- Film poster
- Directed by: Éric Besnard
- Written by: Éric Besnard
- Produced by: Richard Grandpierre Romain Le Grand Josiane Balasko Frédéric Doniguian Vivien Aslanian
- Starring: Josiane Balasko Gérard Jugnot Clovis Cornillac Pierre Richard
- Cinematography: Jean-Marie Dreujou
- Edited by: Christophe Pinel
- Music by: Christophe Julien
- Production company: Eskwad
- Distributed by: Pathé
- Release date: 12 December 2012;
- Running time: 97 minutes
- Country: France
- Language: French
- Budget: $8.5 million
- Box office: $4.9 million

= Mes héros =

Mes héros (lit. 'My heroes') is a 2012 French comedy-drama film, directed by Éric Besnard.

In the film, a businessman with ongoing occupational and marital troubles travels to Bordeaux to get his mother out of jail. Deciding to stay with his parents for a few days, he notices their loving relationship. He starts viewing his parents as role models on how to deal to overcome his own problems.

==Plot==
Maxime is the overwhelmed boss of an ambulance company. Deceived by his wife, he refuses to forgive her, then learns that his mother Olga, a woman of strong character who refuses submission and to accept the world as it is, is in custody after defending another woman in a brawl.

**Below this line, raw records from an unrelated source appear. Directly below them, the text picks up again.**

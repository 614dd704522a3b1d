use grimoire::filter::Filter;
use grimoire::inquiry::{Inquiry, IntRange, SearchMethod};
use grimoire::spell::{Spell, Spellbook};

fn setup() -> Filter {
    let spells = (0..4)
        .map(|i| Spell {
            name: format!("Spell {i}"),
            level: Some(i),
            ..Default::default()
        })
        .collect();
    Filter::new(Spellbook::new(spells).unwrap()).unwrap()
}

#[test]
fn reset_replaces_the_display() {
    let mut filter = setup();
    let wide = Inquiry {
        level: Some(IntRange::new(0, 3)),
        ..Inquiry::new()
    };
    filter.filter(&wide).unwrap();
    assert_eq!(filter.display(), &[0, 1, 2, 3]);

    let narrow = Inquiry {
        level: Some(IntRange::new(2, 2)),
        reset: true,
        ..Inquiry::new()
    };
    filter.filter(&narrow).unwrap();
    assert_eq!(filter.display(), &[2]);
}

#[test]
fn accumulation_appends_deduplicated_in_first_seen_order() {
    let mut filter = setup();
    let high = Inquiry {
        level: Some(IntRange::new(2, 3)),
        ..Inquiry::new()
    };
    filter.filter(&high).unwrap();
    assert_eq!(filter.display(), &[2, 3]);

    // Overlaps on position 2; only 0 and 1 are new, appended after.
    let low = Inquiry {
        level: Some(IntRange::new(0, 2)),
        reset: false,
        ..Inquiry::new()
    };
    filter.filter(&low).unwrap();
    assert_eq!(filter.display(), &[2, 3, 0, 1], "existing order kept, no duplicates");
}

#[test]
fn accumulating_the_same_inquiry_twice_changes_nothing() {
    let mut filter = setup();
    let inquiry = Inquiry {
        level: Some(IntRange::new(1, 2)),
        reset: false,
        ..Inquiry::new()
    };
    filter.filter(&inquiry).unwrap();
    let once = filter.display().to_vec();
    filter.filter(&inquiry).unwrap();
    assert_eq!(filter.display(), once.as_slice());
}

#[test]
fn malformed_inquiry_leaves_the_display_untouched() {
    let mut filter = setup();
    filter.filter(&Inquiry::new()).unwrap();
    let before = filter.display().to_vec();

    let missing_method = Inquiry {
        search_method: None,
        ..Inquiry::new()
    };
    assert!(filter.filter(&missing_method).is_err());
    assert_eq!(filter.display(), before.as_slice());

    let nameless = Inquiry {
        search_method: Some(SearchMethod::ByName),
        names: None,
        ..Inquiry::new()
    };
    assert!(filter.filter(&nameless).is_err());
    assert_eq!(filter.display(), before.as_slice());
}

#[test]
fn unrecognized_search_method_is_rejected_at_dispatch() {
    let mut filter = setup();
    filter.filter(&Inquiry::new()).unwrap();
    let before = filter.display().to_vec();

    let inquiry: Inquiry = serde_json::from_str(r#"{"search_method": "by_magic"}"#).unwrap();
    assert!(filter.filter(&inquiry).is_err());
    assert_eq!(filter.display(), before.as_slice());
}

#[test]
fn current_results_resolve_display_order() {
    let mut filter = setup();
    let inquiry = Inquiry {
        level: Some(IntRange::new(2, 3)),
        ..Inquiry::new()
    };
    filter.filter(&inquiry).unwrap();
    let names: Vec<&str> = filter
        .current_results()
        .iter()
        .map(|spell| spell.name.as_str())
        .collect();
    assert_eq!(names, vec!["Spell 2", "Spell 3"]);
}
//! Settings for the grimoire binary, read from an optional `grimoire` config
//! file (any format the `config` crate understands) overlaid with
//! `GRIMOIRE_`-prefixed environment variables.

use config::{Config, Environment, File};
use serde::Deserialize;

use crate::error::{GrimoireError, Result};

#[derive(Debug, Clone, Deserialize)]
pub struct Settings {
    /// Path to the persisted spell collection.
    #[serde(default = "default_data_file")]
    pub data_file: String,
    /// Address the query endpoint listens on.
    #[serde(default = "default_listen")]
    pub listen: String,
}

fn default_data_file() -> String {
    String::from("spells.json")
}

fn default_listen() -> String {
    String::from("127.0.0.1:8080")
}

impl Settings {
    pub fn load() -> Result<Self> {
        Config::builder()
            .add_source(File::with_name("grimoire").required(false))
            .add_source(Environment::with_prefix("GRIMOIRE"))
            .build()
            .and_then(|config| config.try_deserialize())
            .map_err(|e| GrimoireError::Config(e.to_string()))
    }
}
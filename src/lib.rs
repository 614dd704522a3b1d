//! Grimoire – an in-memory spell index and multi-attribute query engine.
//!
//! Grimoire loads a fixed collection of spell records once at startup,
//! builds per-attribute indexes over it, and answers ad-hoc inquiries by
//! intersecting per-attribute match sets:
//! * A [`spell::Spell`] is one record: a unique name, categorical attributes
//!   drawn from fixed enumerations (`source`, `classes`, `school`), tri-state
//!   boolean attributes (components, ritual, concentration, ...) and optional
//!   numeric attributes (`cost`, `level`).
//! * The [`spell::Spellbook`] is the ordered, immutable record store.
//! * An [`inquiry::Inquiry`] is a per-query specification; omitted fields
//!   read as "don't care".
//! * The [`filter::Filter`] owns the indexes and the display, the ordered,
//!   deduplicated result list that successive inquiries reset or extend.
//!
//! ## Modules
//! * [`spell`] – the record model, the static attribute tables and the store.
//! * [`load`] – the loader boundary turning a JSON collection into a store.
//! * [`index`] – the three index families and [`index::MatchSet`], the
//!   intersection carrier built on roaring bitmaps.
//! * [`inquiry`] – the query specification.
//! * [`filter`] – index construction, evaluation, name lookup, the display.
//! * [`server`] – a thin axum endpoint accepting inquiries as JSON.
//! * [`settings`] – config-file and environment settings for the binary.
//!
//! ## Quick Start
//! ```
//! use grimoire::filter::Filter;
//! use grimoire::inquiry::Inquiry;
//! use grimoire::load;
//!
//! let spellbook = load::spellbook_from_str(
//!     r#"[{"name": "Fireball", "source": 0, "classes": [6, 7], "school": 4,
//!          "v": true, "s": true, "m": true, "level": 3}]"#,
//! ).unwrap();
//! let mut filter = Filter::new(spellbook).unwrap();
//! filter.filter(&Inquiry::new()).unwrap();
//! assert_eq!(filter.current_results().len(), 1);
//! ```
//!
//! ## Concurrency
//! The core is single-threaded: indexes are built once before the first
//! query and never mutated afterwards. Queries only mutate the display, so
//! one filter instance takes one logical query at a time; the server wraps
//! it in a mutex.

pub mod error;
pub mod filter;
pub mod index;
pub mod inquiry;
pub mod load;
pub mod server;
pub mod settings;
pub mod spell;
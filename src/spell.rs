//! The record model: [`Spell`] and the fixed attribute configuration.
//!
//! Every filterable attribute is declared once in a static table pairing an
//! accessor over [`Spell`] with the matching accessor over
//! [`Inquiry`](crate::inquiry::Inquiry). The tables are the single source of
//! truth for index construction and query evaluation, so adding an attribute
//! is a one-line change here.

use serde::{Deserialize, Deserializer, Serialize};

use crate::error::{GrimoireError, Result};
use crate::inquiry::{Inquiry, IntRange};

// ------------- Pos -------------
/// A record's position within the spellbook, assigned at load order.
pub type Pos = u64;

/// A categorical attribute value, an index into a fixed enumeration.
pub type EnumValue = u8;

// Enumeration sizes are configuration constants, never inferred from data.
pub const SOURCE_SIZE: usize = 8;
pub const CLASSES_SIZE: usize = 9;
pub const SCHOOL_SIZE: usize = 8;

// ------------- Spell -------------
/// One indexed record. Booleans are tri-state: `None` means the attribute
/// does not apply to this spell and it will be absent from the boolean
/// indexes. Numerics are optional and absent values are excluded from range
/// indexing.
#[derive(Debug, Clone, Default, PartialEq, Eq, Serialize, Deserialize)]
pub struct Spell {
    pub name: String,
    pub source: EnumValue,
    #[serde(default, deserialize_with = "one_or_many")]
    pub classes: Vec<EnumValue>,
    pub school: EnumValue,
    #[serde(default)]
    pub v: Option<bool>,
    #[serde(default)]
    pub s: Option<bool>,
    #[serde(default)]
    pub m: Option<bool>,
    #[serde(default)]
    pub is_touch: Option<bool>,
    #[serde(default)]
    pub is_self: Option<bool>,
    #[serde(default)]
    pub is_ritual: Option<bool>,
    #[serde(default)]
    pub is_instant: Option<bool>,
    #[serde(default)]
    pub is_concentration: Option<bool>,
    #[serde(default)]
    pub higher_level: Option<bool>,
    #[serde(default)]
    pub material: Option<bool>,
    #[serde(default)]
    pub cost: Option<i64>,
    #[serde(default)]
    pub level: Option<i64>,
}

/// Normalized form of a spell name, used as the lookup key.
pub fn normal_name(name: &str) -> String {
    name.trim().to_lowercase()
}

// Multi-valued categorical attributes may be written as a scalar or a list
// in the source collection.
fn one_or_many<'de, D>(deserializer: D) -> std::result::Result<Vec<EnumValue>, D::Error>
where
    D: Deserializer<'de>,
{
    #[derive(Deserialize)]
    #[serde(untagged)]
    enum OneOrMany {
        One(EnumValue),
        Many(Vec<EnumValue>),
    }
    Ok(match OneOrMany::deserialize(deserializer)? {
        OneOrMany::One(value) => vec![value],
        OneOrMany::Many(values) => values,
    })
}

// ------------- Attribute tables -------------
/// A categorical attribute: values drawn from a fixed enumeration of `size`,
/// one or many per record.
pub struct EnumAttr {
    pub name: &'static str,
    pub size: usize,
    pub values: fn(&Spell) -> &[EnumValue],
    pub accept: fn(&Inquiry) -> Option<&[bool]>,
}

/// A boolean attribute, tri-state on both the record and the inquiry side.
pub struct BoolAttr {
    pub name: &'static str,
    pub value: fn(&Spell) -> Option<bool>,
    pub wanted: fn(&Inquiry) -> Option<bool>,
}

/// A numeric attribute with an optional value and an optional query range.
pub struct IntAttr {
    pub name: &'static str,
    pub value: fn(&Spell) -> Option<i64>,
    pub range: fn(&Inquiry) -> Option<IntRange>,
}

pub static ENUM_ATTRS: [EnumAttr; 3] = [
    EnumAttr {
        name: "source",
        size: SOURCE_SIZE,
        values: |spell| std::slice::from_ref(&spell.source),
        accept: |inquiry| inquiry.source.as_deref(),
    },
    EnumAttr {
        name: "classes",
        size: CLASSES_SIZE,
        values: |spell| &spell.classes,
        accept: |inquiry| inquiry.classes.as_deref(),
    },
    EnumAttr {
        name: "school",
        size: SCHOOL_SIZE,
        values: |spell| std::slice::from_ref(&spell.school),
        accept: |inquiry| inquiry.school.as_deref(),
    },
];

pub static BOOL_ATTRS: [BoolAttr; 10] = [
    BoolAttr { name: "v", value: |s| s.v, wanted: |q| q.v },
    BoolAttr { name: "s", value: |s| s.s, wanted: |q| q.s },
    BoolAttr { name: "m", value: |s| s.m, wanted: |q| q.m },
    BoolAttr { name: "is_touch", value: |s| s.is_touch, wanted: |q| q.is_touch },
    BoolAttr { name: "is_self", value: |s| s.is_self, wanted: |q| q.is_self },
    BoolAttr { name: "is_ritual", value: |s| s.is_ritual, wanted: |q| q.is_ritual },
    BoolAttr { name: "is_instant", value: |s| s.is_instant, wanted: |q| q.is_instant },
    BoolAttr {
        name: "is_concentration",
        value: |s| s.is_concentration,
        wanted: |q| q.is_concentration,
    },
    BoolAttr {
        name: "higher_level",
        value: |s| s.higher_level,
        wanted: |q| q.higher_level,
    },
    BoolAttr { name: "material", value: |s| s.material, wanted: |q| q.material },
];

pub static INT_ATTRS: [IntAttr; 2] = [
    IntAttr { name: "cost", value: |s| s.cost, range: |q| q.cost },
    IntAttr { name: "level", value: |s| s.level, range: |q| q.level },
];

// ------------- Spellbook -------------
/// The ordered, immutable record store, loaded once at startup.
#[derive(Debug)]
pub struct Spellbook {
    spells: Vec<Spell>,
}

impl Spellbook {
    /// An empty store is a fatal construction error, since the filter needs
    /// at least one record to validate attribute shape against.
    pub fn new(spells: Vec<Spell>) -> Result<Self> {
        if spells.is_empty() {
            return Err(GrimoireError::Load(String::from("the spellbook is empty")));
        }
        Ok(Self { spells })
    }
    pub fn spells(&self) -> &[Spell] {
        &self.spells
    }
    pub fn get(&self, pos: Pos) -> Option<&Spell> {
        self.spells.get(pos as usize)
    }
    pub fn len(&self) -> usize {
        self.spells.len()
    }
    pub fn is_empty(&self) -> bool {
        self.spells.is_empty()
    }
}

Maxime travels to Bordeaux to get her out of jail. Olga tells Maxime that his father Jacques' medical reports are not looking good. On the way back home, Olga diverts the route to rescue the black boy Tiemoko, son of an African deportee without papers, to hide in their home away from authorities.

Maxime takes the opportunity to spend a few days with his parents, away from his occupational and marital troubles. Despite the quarrels of his parents, he sees his mother's concern for his father. The father is jovial and enjoys good wine and cigarettes banned by his wife. Maxime wishes for the same mutual affection for his own marriage. The son rediscovers the feelings of love and generosity between his parents, his "heroes" who provide a role model with which to overcome his own problems. The small Tiemoko just cements this family relations.

==Cast==

- Josiane Balasko as Olga
- Gérard Jugnot as Jacques
- Clovis Cornillac as Maxime
- Pierre Richard as Jean
- Ibrahim Burama Darboe as Tiemoko
- Anne Charrier as Stéphanie
- Michelle Goddet as Nicole
- Magaly Berdy as Sally
- Michel Masiero as Roger
- Constance Dollé as Isabelle
- Sarah Suco as The waitress

==Production==
This movie is the reunion between the two members of Le Splendid, Josiane Balasko and Gérard Jugnot.